Así que bienvenidos al infierno, animalitos. Bienvenidos seamos todos a la mística noche del 23 de junio. A la mágica noche de San Juan, sí.
Es tan sabido que es más fácil destruir que construir, como que al humano se le da mejor lo primero que lo segundo. Un día leí que las sociedades y los países los construimos entre todos. Pero cuando tomas conciencia de la realidad, también te das cuenta de que los que arman los cimientos son los mismos que los pervierten hasta provocar el derrumbe, sin que sobre ellos caiga nunca ningún cascote.
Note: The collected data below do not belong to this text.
//! Money type for representing monetary values.
//!
//! Uses cents-based integer representation to avoid floating-point
//! precision issues that plague monetary calculations.

use serde::{Deserialize, Serialize};
use std::fmt;

/// Supported currencies.
#[derive(Debug, Clone, Copy, PartialEq, Eq, Hash, Serialize, Deserialize, Default)]
pub enum Currency {
    #[default]
    USD,
    EUR,
    GBP,
    JPY,
    CAD,
    AUD,
}

impl Currency {
    /// Get the currency code (e.g., "USD").
    pub fn code(&self) -> &'static str {
        match self {
            Currency::USD => "USD",
            Currency::EUR => "EUR",
            Currency::GBP => "GBP",
            Currency::JPY => "JPY",
            Currency::CAD => "CAD",
            Currency::AUD => "AUD",
        }
    }

    /// Lowercase code, as payment processors expect it (e.g., "usd").
    pub fn processor_code(&self) -> String {
        self.code().to_lowercase()
    }

    /// Get the currency symbol (e.g., "$").
    pub fn symbol(&self) -> &'static str {
        match self {
            Currency::USD => "$",
            Currency::EUR => "\u{20ac}",
            Currency::GBP => "\u{00a3}",
            Currency::JPY => "\u{00a5}",
            Currency::CAD => "CA$",
            Currency::AUD => "A$",
        }
    }

    /// Get the number of decimal places for this currency.
    pub fn decimal_places(&self) -> u32 {
        match self {
            Currency::JPY => 0,
            _ => 2,
        }
    }

    /// Parse a currency code string.
    pub fn from_code(code: &str) -> Option<Self> {
        match code.to_uppercase().as_str() {
            "USD" => Some(Currency::USD),
            "EUR" => Some(Currency::EUR),
            "GBP" => Some(Currency::GBP),
            "JPY" => Some(Currency::JPY),
            "CAD" => Some(Currency::CAD),
            "AUD" => Some(Currency::AUD),
            _ => None,
        }
    }
}

impl fmt::Display for Currency {
    fn fmt(&self, f: &mut fmt::Formatter<'_>) -> fmt::Result {
        write!(f, "{}", self.code())
    }
}

/// A monetary value with currency.
///
/// Amounts are stored in the smallest unit of the currency (e.g., cents for USD).
#[derive(Debug, Clone, Copy, PartialEq, Eq, Hash, Serialize, Deserialize, Default)]
pub struct Money {
    /// Amount in smallest currency unit (e.g., cents).
    pub amount_cents: i64,
    /// The currency.
    pub currency: Currency,
}

impl Money {
    /// Create a new Money value from cents.
    pub fn new(amount_cents: i64, currency: Currency) -> Self {
        Self {
            amount_cents,
            currency,
        }
    }

    /// Create a Money value from a decimal amount.
    ///
    /// ```
    /// use storefront_commerce::money::{Money, Currency};
    /// let price = Money::from_decimal(49.99, Currency::USD);
    /// assert_eq!(price.amount_cents, 4999);
    /// ```
    pub fn from_decimal(amount: f64, currency: Currency) -> Self {
        let multiplier = 10_i64.pow(currency.decimal_places());
        let amount_cents = (amount * multiplier as f64).round() as i64;
        Self::new(amount_cents, currency)
    }

    /// Create a zero amount in the given currency.
    pub fn zero(currency: Currency) -> Self {
        Self::new(0, currency)
    }

    /// Check if this is zero.
    pub fn is_zero(&self) -> bool {
        self.amount_cents == 0
    }

    /// Check if this is negative.
    pub fn is_negative(&self) -> bool {
        self.amount_cents < 0
    }

    /// Convert to a decimal value.
    pub fn to_decimal(&self) -> f64 {
        let divisor = 10_i64.pow(self.currency.decimal_places());
        self.amount_cents as f64 / divisor as f64
    }

    /// Format as a display string (e.g., "$49.99").
    pub fn display(&self) -> String {
        let decimal = self.to_decimal();
        let places = self.currency.decimal_places() as usize;
        format!("{}{:.places$}", self.currency.symbol(), decimal)
    }

    /// Try to add another Money value, returning None if currencies don't match.
    pub fn try_add(&self, other: &Money) -> Option<Money> {
        if self.currency != other.currency {
            return None;
        }
        Some(Money::new(
            self.amount_cents.saturating_add(other.amount_cents),
            self.currency,
        ))
    }

    /// Multiply by a quantity, saturating at the numeric bounds.
    pub fn times(&self, quantity: u32) -> Money {
        Money::new(
            self.amount_cents.saturating_mul(i64::from(quantity)),
            self.currency,
        )
    }

    /// Clamp negative amounts to zero.
    pub fn non_negative(self) -> Money {
        Money::new(self.amount_cents.max(0), self.currency)
    }

    /// Sum an iterator of Money values in the given currency.
    ///
    /// Returns None if any value is in a different currency.
    pub fn try_sum(iter: impl IntoIterator<Item = Money>, currency: Currency) -> Option<Money> {
        iter.into_iter()
            .try_fold(Money::zero(currency), |acc, m| acc.try_add(&m))
    }
}

impl fmt::Display for Money {
    fn fmt(&self, f: &mut fmt::Formatter<'_>) -> fmt::Result {
        write!(f, "{}", self.display())
    }
}
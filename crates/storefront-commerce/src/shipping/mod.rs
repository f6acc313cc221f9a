//! Shipping quotes.
//!
//! Contains the quote service wire types, the provider seam, and the client
//! that keeps the cart's shipping cost in step with the destination.

mod client;
mod quote;

pub use client::{QuoteOutcome, ShippingQuoteClient};
pub use quote::{
    QuoteAddress, QuoteError, QuoteItem, ShippingQuote, ShippingQuoteProvider,
    ShippingQuoteRequest, ShippingQuoteResponse,
};
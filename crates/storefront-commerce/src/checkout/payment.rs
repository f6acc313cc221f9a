//! Payment collaborator seam.

use async_trait::async_trait;
use serde::{Deserialize, Serialize};
use thiserror::Error;
use url::Url;

use crate::ids::{CheckoutId, PaymentIntentId, PaymentMethodToken, PaymentReference};
use crate::money::Currency;

/// Request to create a payment intent.
#[derive(Debug, Clone, Serialize, Deserialize, PartialEq)]
#[serde(rename_all = "camelCase")]
pub struct IntentRequest {
    /// Amount in minor units.
    pub amount: i64,
    pub currency: Currency,
    /// Attempt bookkeeping for the processor dashboard. Not an idempotency key:
    /// every submission creates a new intent.
    pub metadata: IntentMetadata,
}

/// Metadata attached to a payment intent.
#[derive(Debug, Clone, Serialize, Deserialize, PartialEq)]
#[serde(rename_all = "camelCase")]
pub struct IntentMetadata {
    pub checkout_id: CheckoutId,
    /// 1 for the first submission of an attempt, 2 for the next, and so on.
    pub submission: u32,
}

/// A created payment intent.
#[derive(Debug, Clone, Serialize, Deserialize, PartialEq)]
#[serde(rename_all = "camelCase")]
pub struct PaymentIntent {
    pub client_secret: String,
    pub intent_id: PaymentIntentId,
}

/// Request to confirm a payment intent.
#[derive(Debug, Clone, Serialize, Deserialize, PartialEq)]
#[serde(rename_all = "camelCase")]
pub struct ConfirmRequest {
    pub client_secret: String,
    pub payment_method: PaymentMethodToken,
    /// Where redirect-based methods send the browser afterwards.
    pub return_url: String,
}

/// Result of a confirmation call that did not fail.
#[derive(Debug, Clone, PartialEq)]
pub enum ConfirmOutcome {
    /// Charge confirmed.
    Succeeded(PaymentReference),
    /// The customer must complete an action (e.g., 3-D Secure) at `url`.
    /// Control comes back through the return URL.
    RequiresRedirect { url: String },
}

/// Payment collaborator errors.
#[derive(Debug, Clone, Error, PartialEq)]
pub enum PaymentError {
    /// Processor rejected the payment; `message` is meant for the customer.
    #[error("{message}")]
    Declined { message: String },

    #[error("Payment service unreachable: {0}")]
    Transport(String),

    #[error("Payment service returned status {0}")]
    Status(u16),

    #[error("Invalid payment service response: {0}")]
    InvalidResponse(String),
}

/// Payment processor.
#[async_trait]
pub trait PaymentGateway: Send + Sync {
    /// Create a new intent for the given amount.
    async fn create_intent(&self, request: &IntentRequest) -> Result<PaymentIntent, PaymentError>;

    /// Confirm an intent with the customer's payment method.
    async fn confirm(&self, request: &ConfirmRequest) -> Result<ConfirmOutcome, PaymentError>;
}

/// Status reported on the return URL after a redirect.
#[derive(Debug, Clone, Copy, PartialEq, Eq)]
pub enum RedirectStatus {
    Succeeded,
    /// Accepted by the processor, settlement still pending.
    Processing,
    Failed,
}

impl RedirectStatus {
    fn parse(value: &str) -> Self {
        match value {
            "succeeded" => Self::Succeeded,
            "processing" => Self::Processing,
            _ => Self::Failed,
        }
    }

    /// Whether the charge went through (or will settle without the customer).
    pub fn is_confirmed(&self) -> bool {
        matches!(self, Self::Succeeded | Self::Processing)
    }
}

/// Parameters the processor appends to the return URL.
#[derive(Debug, Clone, PartialEq)]
pub struct PaymentReturn {
    pub intent_id: PaymentIntentId,
    pub client_secret: Option<String>,
    pub status: RedirectStatus,
}

/// Errors parsing a return URL.
#[derive(Debug, Clone, Error, PartialEq)]
pub enum PaymentReturnError {
    #[error("Invalid return URL: {0}")]
    InvalidUrl(String),

    #[error("Return URL is missing `{0}`")]
    MissingParameter(&'static str),
}

impl PaymentReturn {
    /// Parse `?payment_intent=...&payment_intent_client_secret=...&redirect_status=...`.
    pub fn from_return_url(return_url: &str) -> Result<Self, PaymentReturnError> {
        let url = Url::parse(return_url).map_err(|e| PaymentReturnError::InvalidUrl(e.to_string()))?;

        let mut intent_id = None;
        let mut client_secret = None;
        let mut status = None;
        for (key, value) in url.query_pairs() {
            match key.as_ref() {
                "payment_intent" => intent_id = Some(PaymentIntentId::new(value.into_owned())),
                "payment_intent_client_secret" => client_secret = Some(value.into_owned()),
                "redirect_status" => status = Some(RedirectStatus::parse(&value)),
                _ => {}
            }
        }

        Ok(Self {
            intent_id: intent_id.ok_or(PaymentReturnError::MissingParameter("payment_intent"))?,
            client_secret,
            status: status.ok_or(PaymentReturnError::MissingParameter("redirect_status"))?,
        })
    }
}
Por ello son más responsables que nosotros, pese a que nosotros los colocamos en esa posición de poder.
Hablo del político deshonesto y de sus palmeros: el alcalde hijo de perra, el empresario mafioso, el periodista sectario, el juez, abogado y fiscal corruptos, el sindicalista vividor, el médico negligente, el policía sin escrúpulos, el traficante amigo, el militar y su patriotismo de campanario, el presidente del club de fútbol, el cura pederasta, etc.
Semejante tendencia secular acaba por arrastrarnos a un estado de continuo desengaño y supervivencia, donde sobrevive el que mejor se adapta al medio, que en este caso no es el más fuerte, sino el más indeseable: el esclavo que le hace la rosca al amo, el que se vende a sí mismo, a un familiar o una amistad, el votante obtuso, el chivato, el enterado, el subnormal 3.0, la retrasada 3.0, el idiota desconocido que cae en gracia y la televisión lo encumbra, el que no piensa porque ya piensan por él, el que se abstrae de todo cuanto le rodea, el crédulo que nunca contrasta, el que suscribe la versión oficial...
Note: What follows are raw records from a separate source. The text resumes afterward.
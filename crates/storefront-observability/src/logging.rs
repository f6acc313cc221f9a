//! Logging bootstrap on top of `tracing-subscriber`.

use std::fmt;

use serde::{Deserialize, Serialize};
use tracing_subscriber::layer::SubscriberExt;
use tracing_subscriber::util::SubscriberInitExt;
use tracing_subscriber::{fmt as fmt_layer, EnvFilter};

use crate::alert::AlertRecorder;

/// Log level for the default filter.
#[derive(Debug, Clone, Copy, PartialEq, Eq, PartialOrd, Ord, Serialize, Deserialize, Default)]
#[serde(rename_all = "lowercase")]
pub enum LogLevel {
    Trace,
    Debug,
    #[default]
    Info,
    Warn,
    Error,
}

impl LogLevel {
    /// Filter directive understood by `EnvFilter`.
    pub fn as_directive(&self) -> &'static str {
        match self {
            Self::Trace => "trace",
            Self::Debug => "debug",
            Self::Info => "info",
            Self::Warn => "warn",
            Self::Error => "error",
        }
    }
}

impl fmt::Display for LogLevel {
    fn fmt(&self, f: &mut fmt::Formatter<'_>) -> fmt::Result {
        match self {
            Self::Trace => write!(f, "TRACE"),
            Self::Debug => write!(f, "DEBUG"),
            Self::Info => write!(f, "INFO"),
            Self::Warn => write!(f, "WARN"),
            Self::Error => write!(f, "ERROR"),
        }
    }
}

/// Output format for logs.
#[derive(Debug, Clone, Copy, PartialEq, Eq, Serialize, Deserialize, Default)]
#[serde(rename_all = "lowercase")]
pub enum LogFormat {
    /// JSON format (for production/log aggregation).
    #[default]
    Json,
    /// Human-readable format (for development).
    Human,
}

/// Logging configuration.
#[derive(Debug, Clone, Default, Serialize, Deserialize, PartialEq)]
pub struct LoggingConfig {
    /// Level used when `RUST_LOG` is not set.
    #[serde(default)]
    pub level: LogLevel,
    /// Output format.
    #[serde(default)]
    pub format: LogFormat,
}

impl LoggingConfig {
    /// Build the filter, preferring `RUST_LOG` over the configured level.
    pub fn env_filter(&self) -> EnvFilter {
        EnvFilter::try_from_default_env().unwrap_or_else(|_| EnvFilter::new(self.level.as_directive()))
    }
}

/// Error installing the global subscriber.
#[derive(Debug, thiserror::Error)]
pub enum LoggingError {
    #[error("Global subscriber already installed: {0}")]
    AlreadyInitialized(String),
}

/// Install the global subscriber.
///
/// Logs go to stderr. When `alerts` is given, support alerts are also
/// captured into that recorder.
pub fn init_logging(
    config: &LoggingConfig,
    alerts: Option<AlertRecorder>,
) -> Result<(), LoggingError> {
    let registry = tracing_subscriber::registry()
        .with(config.env_filter())
        .with(alerts);

    let result = match config.format {
        LogFormat::Json => registry
            .with(fmt_layer::layer().json().with_writer(std::io::stderr))
            .try_init(),
        LogFormat::Human => registry
            .with(fmt_layer::layer().with_writer(std::io::stderr))
            .try_init(),
    };

    result.map_err(|e| LoggingError::AlreadyInitialized(e.to_string()))
}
Y los antedichos, a su vez, propician y perpetúan la adaptación de otra clase dominante, como la inculta princesa del pueblo, el sanguinario mata toros, el presentador de programas amarillistas, el concursante de telerrealidad, el influencer, youtuber y tiktoker recicladores de mierda, el encargado de recursos humanos, la rata de ayuntamiento, el funcionario indolente...
Y luego estás tú, con tu honestidad cada vez más débil, sin traspasar las líneas rojas por jodido que estés. Sin pisar al de al lado porque quizá eres muy tonto, o mejor que ellos, aunque eso sirva de poco o de nada.
Y quizá como yo te preguntas por qué a la gente le gusta hacer cola para conseguir el último grito tecnológico. Por qué la gente compra cosas que no necesita. Por qué colapsamos las carreteras al empezar y acabar cualquier puta fiesta. Por qué la gente imita los ridículos comportamientos de los anuncios publicitarios y las chorradas de los personajes de las teleseries. Por qué hay gente que lleva gafas de sol por la noche. Por qué hay peatones que cruzan su semáforo en rojo. Por qué en gran parte del planeta somos tan dados a la apariencia y no nos cortamos a la hora de generar vergüenza ajena. Por qué hay conductores que nunca ceden el paso cuando es de cebra. Por qué cojones hablamos gritando. Por qué hostias vamos al puerto de montaña cuando el parte meteorológico advierte de un temporal de nieve. Por qué la gente se mete en la playa cuando ondea la bandera roja.
Somos así de gilipollas por pura supervivencia y adaptación a un modelo de civilización siempre fallido, porque nunca respetamos esos supuestos valores cimentadores.
Puesto a soñar —me pasa a menudo—, me pregunto qué haría falta para erradicar todo ese enorme poso de cáncer e infección, de inercia egocentrista acumulada, y así poder construir de nuevo en un planeta tan limpio y virgen como fuera posible. Supongo que primero habría que retroceder hasta el origen del mal, y como mínimo destruir desde los cimientos dos mil años de cultura.